Problem statement: Copies of all lines containing the string "struct" are needed from the data below.

Content starts

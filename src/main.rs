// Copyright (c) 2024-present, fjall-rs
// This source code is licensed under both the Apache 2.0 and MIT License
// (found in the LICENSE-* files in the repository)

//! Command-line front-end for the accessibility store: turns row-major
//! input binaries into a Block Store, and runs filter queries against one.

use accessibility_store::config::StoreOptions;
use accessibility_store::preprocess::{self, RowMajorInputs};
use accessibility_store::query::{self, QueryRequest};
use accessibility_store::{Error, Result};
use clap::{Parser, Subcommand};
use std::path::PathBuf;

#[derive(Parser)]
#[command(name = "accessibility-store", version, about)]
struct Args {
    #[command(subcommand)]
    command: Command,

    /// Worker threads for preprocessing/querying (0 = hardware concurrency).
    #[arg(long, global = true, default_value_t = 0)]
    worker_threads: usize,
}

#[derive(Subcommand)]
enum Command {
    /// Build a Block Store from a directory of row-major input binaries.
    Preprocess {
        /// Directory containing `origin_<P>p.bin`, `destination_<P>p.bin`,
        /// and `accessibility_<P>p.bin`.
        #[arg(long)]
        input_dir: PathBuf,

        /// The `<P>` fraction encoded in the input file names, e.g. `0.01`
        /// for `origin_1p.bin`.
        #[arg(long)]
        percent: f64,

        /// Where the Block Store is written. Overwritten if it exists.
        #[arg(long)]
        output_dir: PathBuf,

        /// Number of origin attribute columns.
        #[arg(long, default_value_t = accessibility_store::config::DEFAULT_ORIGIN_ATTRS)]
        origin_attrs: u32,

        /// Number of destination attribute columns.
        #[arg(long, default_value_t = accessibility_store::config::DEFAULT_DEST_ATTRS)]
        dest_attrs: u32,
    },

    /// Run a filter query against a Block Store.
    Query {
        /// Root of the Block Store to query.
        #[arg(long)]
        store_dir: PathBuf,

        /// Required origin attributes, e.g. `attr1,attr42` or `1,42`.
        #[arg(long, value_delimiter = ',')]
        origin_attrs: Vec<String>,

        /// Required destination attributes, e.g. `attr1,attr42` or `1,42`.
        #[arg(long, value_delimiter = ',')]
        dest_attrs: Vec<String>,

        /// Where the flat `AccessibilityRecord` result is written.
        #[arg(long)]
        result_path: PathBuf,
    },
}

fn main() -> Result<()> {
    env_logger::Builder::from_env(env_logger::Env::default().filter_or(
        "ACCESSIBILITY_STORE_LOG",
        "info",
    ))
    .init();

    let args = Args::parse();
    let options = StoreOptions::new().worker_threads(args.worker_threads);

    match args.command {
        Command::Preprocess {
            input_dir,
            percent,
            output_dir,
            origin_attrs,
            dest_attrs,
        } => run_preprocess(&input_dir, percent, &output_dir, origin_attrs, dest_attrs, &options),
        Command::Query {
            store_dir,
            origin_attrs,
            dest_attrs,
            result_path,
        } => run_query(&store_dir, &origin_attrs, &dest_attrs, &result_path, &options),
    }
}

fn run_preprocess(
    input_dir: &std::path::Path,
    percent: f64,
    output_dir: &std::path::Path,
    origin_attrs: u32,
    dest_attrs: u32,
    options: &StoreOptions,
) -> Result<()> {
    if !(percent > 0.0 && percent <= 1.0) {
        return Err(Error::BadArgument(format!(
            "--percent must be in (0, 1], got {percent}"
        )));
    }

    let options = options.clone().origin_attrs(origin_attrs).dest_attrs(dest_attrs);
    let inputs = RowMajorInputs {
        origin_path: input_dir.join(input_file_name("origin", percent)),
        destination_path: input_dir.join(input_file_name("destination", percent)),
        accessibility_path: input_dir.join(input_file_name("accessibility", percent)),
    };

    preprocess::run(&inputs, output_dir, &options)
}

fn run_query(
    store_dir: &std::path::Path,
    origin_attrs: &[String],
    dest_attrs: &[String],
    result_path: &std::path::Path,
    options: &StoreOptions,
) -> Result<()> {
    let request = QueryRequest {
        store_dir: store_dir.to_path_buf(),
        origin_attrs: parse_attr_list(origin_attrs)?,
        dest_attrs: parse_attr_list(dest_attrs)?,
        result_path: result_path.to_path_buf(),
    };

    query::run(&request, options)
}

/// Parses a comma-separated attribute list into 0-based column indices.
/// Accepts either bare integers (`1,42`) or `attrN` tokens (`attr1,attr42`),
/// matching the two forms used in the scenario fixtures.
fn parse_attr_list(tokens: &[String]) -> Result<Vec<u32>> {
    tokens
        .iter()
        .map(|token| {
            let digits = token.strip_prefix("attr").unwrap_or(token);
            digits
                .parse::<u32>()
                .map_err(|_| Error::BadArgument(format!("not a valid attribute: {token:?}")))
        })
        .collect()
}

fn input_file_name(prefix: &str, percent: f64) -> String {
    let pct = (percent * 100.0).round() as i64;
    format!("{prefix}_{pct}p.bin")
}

Content ends
Content starts

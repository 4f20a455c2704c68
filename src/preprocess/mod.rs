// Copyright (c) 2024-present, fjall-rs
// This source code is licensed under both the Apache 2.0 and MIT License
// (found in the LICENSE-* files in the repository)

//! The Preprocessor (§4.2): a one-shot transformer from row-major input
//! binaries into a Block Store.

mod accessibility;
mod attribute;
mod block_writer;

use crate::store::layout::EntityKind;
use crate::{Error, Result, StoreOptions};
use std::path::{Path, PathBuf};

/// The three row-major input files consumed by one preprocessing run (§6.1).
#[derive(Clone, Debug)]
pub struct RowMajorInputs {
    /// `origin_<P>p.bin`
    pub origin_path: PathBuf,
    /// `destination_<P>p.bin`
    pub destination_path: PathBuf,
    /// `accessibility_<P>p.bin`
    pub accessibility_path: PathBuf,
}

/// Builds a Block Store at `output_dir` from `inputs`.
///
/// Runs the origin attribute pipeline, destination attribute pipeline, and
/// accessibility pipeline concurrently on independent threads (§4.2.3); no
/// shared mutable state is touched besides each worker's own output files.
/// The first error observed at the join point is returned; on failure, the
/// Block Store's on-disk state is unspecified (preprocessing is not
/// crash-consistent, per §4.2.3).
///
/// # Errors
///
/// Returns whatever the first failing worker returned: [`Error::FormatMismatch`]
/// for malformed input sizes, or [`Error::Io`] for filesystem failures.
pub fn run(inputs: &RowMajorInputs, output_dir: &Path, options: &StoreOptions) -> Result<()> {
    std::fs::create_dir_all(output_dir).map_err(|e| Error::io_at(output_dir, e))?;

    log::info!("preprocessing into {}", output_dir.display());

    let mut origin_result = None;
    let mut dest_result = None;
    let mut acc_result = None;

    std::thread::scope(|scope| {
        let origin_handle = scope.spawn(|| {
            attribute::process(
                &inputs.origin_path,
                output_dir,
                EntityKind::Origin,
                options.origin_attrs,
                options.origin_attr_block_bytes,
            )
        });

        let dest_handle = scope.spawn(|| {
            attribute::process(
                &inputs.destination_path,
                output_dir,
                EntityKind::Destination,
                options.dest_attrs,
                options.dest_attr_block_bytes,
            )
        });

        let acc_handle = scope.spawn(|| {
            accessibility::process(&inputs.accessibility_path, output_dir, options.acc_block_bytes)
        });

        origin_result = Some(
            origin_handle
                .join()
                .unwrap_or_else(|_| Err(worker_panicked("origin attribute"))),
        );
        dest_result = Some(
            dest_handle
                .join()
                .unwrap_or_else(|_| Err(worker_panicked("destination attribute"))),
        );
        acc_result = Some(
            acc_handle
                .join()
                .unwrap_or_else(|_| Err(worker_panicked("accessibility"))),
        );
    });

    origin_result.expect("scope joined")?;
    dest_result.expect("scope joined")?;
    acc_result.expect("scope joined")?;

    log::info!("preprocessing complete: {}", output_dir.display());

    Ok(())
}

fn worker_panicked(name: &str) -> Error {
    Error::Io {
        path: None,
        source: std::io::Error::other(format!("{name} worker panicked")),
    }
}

Content ends
Content starts

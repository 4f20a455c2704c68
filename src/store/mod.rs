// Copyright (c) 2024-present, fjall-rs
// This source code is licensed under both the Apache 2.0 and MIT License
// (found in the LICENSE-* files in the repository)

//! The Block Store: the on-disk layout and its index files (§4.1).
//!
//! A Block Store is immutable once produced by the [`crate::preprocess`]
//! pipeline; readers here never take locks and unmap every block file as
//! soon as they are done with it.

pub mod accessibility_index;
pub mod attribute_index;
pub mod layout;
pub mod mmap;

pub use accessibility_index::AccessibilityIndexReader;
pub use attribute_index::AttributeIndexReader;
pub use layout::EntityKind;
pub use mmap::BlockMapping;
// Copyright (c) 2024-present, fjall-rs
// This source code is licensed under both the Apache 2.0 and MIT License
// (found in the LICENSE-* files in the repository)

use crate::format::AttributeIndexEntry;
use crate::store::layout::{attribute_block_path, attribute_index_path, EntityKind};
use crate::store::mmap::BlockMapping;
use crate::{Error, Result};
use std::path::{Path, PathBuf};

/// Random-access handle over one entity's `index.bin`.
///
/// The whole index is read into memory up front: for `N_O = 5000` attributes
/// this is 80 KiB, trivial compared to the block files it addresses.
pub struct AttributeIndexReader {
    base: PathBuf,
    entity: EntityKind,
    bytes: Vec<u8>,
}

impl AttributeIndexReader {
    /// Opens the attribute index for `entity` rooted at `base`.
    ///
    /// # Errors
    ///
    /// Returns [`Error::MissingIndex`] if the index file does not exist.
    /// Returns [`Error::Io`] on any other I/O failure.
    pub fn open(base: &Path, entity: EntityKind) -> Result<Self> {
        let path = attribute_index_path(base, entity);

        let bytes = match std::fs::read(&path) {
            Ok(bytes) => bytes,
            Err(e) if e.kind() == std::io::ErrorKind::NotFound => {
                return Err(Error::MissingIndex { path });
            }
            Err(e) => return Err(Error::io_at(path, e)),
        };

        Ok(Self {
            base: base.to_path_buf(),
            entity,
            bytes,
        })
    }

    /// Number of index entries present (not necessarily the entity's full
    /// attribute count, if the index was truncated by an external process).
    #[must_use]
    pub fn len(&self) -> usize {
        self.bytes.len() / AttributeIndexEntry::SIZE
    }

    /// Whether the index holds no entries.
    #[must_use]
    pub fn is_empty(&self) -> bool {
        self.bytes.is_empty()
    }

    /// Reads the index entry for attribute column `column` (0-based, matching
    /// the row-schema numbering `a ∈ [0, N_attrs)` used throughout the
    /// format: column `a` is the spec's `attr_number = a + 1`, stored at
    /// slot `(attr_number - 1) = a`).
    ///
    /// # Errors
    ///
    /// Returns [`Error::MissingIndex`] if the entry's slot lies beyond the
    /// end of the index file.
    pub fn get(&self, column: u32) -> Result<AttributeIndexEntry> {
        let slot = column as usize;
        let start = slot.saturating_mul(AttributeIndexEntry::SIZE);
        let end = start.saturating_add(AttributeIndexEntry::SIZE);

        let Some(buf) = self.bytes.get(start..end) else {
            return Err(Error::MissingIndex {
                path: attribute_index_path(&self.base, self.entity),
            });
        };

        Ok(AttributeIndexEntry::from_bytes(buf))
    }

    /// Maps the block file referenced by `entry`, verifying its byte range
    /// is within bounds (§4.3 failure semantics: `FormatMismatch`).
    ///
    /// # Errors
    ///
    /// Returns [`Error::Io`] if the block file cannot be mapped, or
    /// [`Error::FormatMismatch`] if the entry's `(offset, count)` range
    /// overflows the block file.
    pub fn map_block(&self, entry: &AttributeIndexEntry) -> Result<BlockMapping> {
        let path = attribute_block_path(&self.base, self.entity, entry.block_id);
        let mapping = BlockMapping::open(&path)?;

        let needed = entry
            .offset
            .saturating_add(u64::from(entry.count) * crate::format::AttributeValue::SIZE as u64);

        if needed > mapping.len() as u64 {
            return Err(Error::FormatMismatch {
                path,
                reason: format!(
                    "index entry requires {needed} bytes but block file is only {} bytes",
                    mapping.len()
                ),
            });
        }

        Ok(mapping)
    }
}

Content ends

Expected answer:
struct Args {
pub struct RowMajorInputs {
pub struct AttributeIndexReader {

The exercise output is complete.